> Problem statement
Which lines of the data below include the string "that"? Return each of them.
--- Data provided Enclosed Below ---
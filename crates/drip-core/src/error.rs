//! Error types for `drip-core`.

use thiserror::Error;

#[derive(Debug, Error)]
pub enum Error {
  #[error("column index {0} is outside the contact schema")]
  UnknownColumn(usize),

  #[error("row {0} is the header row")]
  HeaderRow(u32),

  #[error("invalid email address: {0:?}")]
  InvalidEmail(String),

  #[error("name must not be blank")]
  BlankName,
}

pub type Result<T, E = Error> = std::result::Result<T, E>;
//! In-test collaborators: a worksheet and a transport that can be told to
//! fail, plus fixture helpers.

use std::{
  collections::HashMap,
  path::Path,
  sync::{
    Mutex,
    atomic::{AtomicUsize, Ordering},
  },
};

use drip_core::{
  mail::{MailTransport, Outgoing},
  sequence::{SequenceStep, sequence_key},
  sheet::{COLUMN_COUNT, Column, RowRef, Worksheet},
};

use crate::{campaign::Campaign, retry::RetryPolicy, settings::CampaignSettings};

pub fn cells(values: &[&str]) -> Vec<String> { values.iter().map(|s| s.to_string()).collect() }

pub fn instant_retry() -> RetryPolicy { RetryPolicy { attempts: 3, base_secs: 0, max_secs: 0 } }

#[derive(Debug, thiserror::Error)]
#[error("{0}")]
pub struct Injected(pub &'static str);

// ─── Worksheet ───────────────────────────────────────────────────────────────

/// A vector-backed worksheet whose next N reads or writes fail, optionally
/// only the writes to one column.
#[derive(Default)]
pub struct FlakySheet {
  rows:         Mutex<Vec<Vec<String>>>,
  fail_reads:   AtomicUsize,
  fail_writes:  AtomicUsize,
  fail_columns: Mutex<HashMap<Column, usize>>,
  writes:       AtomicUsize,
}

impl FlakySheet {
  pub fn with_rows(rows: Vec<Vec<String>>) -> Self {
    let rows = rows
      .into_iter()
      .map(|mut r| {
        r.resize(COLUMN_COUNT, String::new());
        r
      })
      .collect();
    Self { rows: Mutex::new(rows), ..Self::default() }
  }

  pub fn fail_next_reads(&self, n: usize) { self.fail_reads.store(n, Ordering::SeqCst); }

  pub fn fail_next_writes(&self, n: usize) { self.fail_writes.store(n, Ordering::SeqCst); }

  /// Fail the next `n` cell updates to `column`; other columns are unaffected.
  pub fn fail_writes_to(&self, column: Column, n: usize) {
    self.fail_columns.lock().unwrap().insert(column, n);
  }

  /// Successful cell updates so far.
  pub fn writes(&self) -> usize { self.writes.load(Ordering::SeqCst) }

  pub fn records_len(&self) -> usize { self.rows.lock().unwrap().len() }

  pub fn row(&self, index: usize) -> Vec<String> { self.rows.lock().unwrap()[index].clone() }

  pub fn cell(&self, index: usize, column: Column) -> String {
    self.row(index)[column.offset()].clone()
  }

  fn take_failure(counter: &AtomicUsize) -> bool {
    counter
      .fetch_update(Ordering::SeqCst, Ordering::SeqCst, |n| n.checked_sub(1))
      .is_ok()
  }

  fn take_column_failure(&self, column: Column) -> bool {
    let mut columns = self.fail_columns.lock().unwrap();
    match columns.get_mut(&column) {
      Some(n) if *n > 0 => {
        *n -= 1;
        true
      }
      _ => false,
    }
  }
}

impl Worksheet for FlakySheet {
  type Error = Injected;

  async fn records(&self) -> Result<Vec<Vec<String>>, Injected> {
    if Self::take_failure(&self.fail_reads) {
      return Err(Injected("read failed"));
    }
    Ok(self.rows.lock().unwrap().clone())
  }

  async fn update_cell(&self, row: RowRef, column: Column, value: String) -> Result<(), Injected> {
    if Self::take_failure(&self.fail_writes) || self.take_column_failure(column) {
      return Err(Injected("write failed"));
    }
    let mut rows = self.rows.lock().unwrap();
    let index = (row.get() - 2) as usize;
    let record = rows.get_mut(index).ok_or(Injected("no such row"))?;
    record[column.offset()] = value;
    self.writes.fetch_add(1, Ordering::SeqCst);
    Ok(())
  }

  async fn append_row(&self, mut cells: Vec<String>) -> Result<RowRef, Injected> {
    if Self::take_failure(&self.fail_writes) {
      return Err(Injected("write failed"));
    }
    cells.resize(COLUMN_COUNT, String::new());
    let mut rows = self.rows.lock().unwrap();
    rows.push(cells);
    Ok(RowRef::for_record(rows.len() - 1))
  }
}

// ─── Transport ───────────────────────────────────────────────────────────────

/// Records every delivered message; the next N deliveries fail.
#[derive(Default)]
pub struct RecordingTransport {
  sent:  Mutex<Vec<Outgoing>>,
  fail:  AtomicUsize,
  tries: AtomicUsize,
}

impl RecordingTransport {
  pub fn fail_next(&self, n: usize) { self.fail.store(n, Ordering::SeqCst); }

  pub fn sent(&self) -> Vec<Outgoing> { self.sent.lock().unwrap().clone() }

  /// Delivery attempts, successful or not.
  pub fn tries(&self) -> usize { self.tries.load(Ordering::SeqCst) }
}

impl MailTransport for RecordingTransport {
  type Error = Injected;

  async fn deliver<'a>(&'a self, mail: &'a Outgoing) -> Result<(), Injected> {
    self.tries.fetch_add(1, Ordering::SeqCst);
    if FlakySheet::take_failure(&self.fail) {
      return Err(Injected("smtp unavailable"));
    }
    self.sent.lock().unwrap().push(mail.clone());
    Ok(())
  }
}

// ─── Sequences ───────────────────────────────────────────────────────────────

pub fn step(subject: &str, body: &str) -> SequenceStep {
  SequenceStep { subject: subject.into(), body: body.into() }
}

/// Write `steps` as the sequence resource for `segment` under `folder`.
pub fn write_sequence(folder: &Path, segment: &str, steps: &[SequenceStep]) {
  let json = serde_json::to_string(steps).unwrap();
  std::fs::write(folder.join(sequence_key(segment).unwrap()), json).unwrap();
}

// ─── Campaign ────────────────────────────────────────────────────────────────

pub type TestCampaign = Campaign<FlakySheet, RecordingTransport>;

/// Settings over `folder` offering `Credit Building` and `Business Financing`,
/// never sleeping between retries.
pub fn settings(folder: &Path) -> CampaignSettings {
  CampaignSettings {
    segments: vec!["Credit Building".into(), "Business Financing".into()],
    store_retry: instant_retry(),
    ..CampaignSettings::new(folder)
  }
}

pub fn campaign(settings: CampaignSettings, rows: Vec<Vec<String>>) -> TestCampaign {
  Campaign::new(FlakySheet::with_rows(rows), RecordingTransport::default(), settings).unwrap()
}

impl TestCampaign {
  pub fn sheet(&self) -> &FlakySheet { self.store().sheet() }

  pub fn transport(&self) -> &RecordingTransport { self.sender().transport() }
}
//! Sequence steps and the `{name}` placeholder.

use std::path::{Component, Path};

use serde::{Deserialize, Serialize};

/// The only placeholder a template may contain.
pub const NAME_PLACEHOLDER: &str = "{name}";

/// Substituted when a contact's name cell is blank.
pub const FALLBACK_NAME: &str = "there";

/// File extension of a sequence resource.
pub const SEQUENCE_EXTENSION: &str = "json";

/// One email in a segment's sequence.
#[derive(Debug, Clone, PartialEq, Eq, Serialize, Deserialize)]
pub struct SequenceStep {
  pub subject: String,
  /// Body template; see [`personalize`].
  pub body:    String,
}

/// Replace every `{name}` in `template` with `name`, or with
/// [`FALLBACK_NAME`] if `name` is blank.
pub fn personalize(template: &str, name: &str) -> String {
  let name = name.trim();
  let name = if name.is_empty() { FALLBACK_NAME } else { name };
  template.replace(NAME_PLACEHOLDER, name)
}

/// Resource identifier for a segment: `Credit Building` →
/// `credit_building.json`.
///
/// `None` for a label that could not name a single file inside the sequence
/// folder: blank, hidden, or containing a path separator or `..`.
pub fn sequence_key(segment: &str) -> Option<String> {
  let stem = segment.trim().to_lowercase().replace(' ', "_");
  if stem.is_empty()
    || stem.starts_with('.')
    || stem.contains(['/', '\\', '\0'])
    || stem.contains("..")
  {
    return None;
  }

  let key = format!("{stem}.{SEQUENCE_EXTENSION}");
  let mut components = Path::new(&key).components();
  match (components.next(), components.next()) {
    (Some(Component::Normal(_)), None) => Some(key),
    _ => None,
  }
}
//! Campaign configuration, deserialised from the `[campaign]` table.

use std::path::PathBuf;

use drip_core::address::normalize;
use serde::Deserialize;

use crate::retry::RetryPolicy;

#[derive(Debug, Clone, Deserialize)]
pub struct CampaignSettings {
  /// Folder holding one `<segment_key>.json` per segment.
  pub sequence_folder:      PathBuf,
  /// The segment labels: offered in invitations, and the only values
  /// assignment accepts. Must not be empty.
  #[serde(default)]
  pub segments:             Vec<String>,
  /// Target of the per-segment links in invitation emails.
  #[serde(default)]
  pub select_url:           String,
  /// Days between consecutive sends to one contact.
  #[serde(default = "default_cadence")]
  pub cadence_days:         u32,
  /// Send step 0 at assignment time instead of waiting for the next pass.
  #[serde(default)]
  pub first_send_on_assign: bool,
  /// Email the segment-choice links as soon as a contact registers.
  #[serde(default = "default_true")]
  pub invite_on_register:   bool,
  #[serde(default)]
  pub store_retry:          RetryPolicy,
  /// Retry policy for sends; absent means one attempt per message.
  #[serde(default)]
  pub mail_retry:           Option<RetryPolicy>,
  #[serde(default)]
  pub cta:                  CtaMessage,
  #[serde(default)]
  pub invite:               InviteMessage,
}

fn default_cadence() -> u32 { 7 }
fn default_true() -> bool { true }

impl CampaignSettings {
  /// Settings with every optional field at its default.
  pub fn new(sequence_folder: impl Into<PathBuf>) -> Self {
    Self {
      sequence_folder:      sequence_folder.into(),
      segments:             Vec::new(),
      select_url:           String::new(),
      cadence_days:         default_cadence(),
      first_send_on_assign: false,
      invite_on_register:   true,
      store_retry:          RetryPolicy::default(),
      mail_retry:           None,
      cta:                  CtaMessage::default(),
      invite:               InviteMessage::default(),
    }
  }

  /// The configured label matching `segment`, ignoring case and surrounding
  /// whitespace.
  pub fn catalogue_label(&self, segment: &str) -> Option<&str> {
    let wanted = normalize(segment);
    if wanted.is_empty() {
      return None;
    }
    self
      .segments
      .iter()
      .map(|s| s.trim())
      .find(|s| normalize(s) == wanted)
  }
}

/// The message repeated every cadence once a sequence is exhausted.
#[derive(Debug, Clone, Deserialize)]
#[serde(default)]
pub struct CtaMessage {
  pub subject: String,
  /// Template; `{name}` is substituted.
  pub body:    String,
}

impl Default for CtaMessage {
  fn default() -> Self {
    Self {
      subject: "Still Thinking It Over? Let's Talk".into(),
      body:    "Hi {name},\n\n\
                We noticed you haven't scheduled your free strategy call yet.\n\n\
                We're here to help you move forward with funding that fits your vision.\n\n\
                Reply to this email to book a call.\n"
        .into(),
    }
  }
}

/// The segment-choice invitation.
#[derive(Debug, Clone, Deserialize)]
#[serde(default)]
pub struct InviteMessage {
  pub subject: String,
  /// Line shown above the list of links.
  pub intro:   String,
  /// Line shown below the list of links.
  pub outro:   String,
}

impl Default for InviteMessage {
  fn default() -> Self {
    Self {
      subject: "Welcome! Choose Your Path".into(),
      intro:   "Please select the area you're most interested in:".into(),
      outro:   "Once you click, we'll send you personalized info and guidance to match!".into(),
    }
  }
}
--- End of Enclosed Data provided ---
> Finished exercise
//! In-test collaborators: a worksheet and a transport that can be told to
/// `None` for a label that could not name a single file inside the sequence
                We're here to help you move forward with funding that fits your vision.\n\n\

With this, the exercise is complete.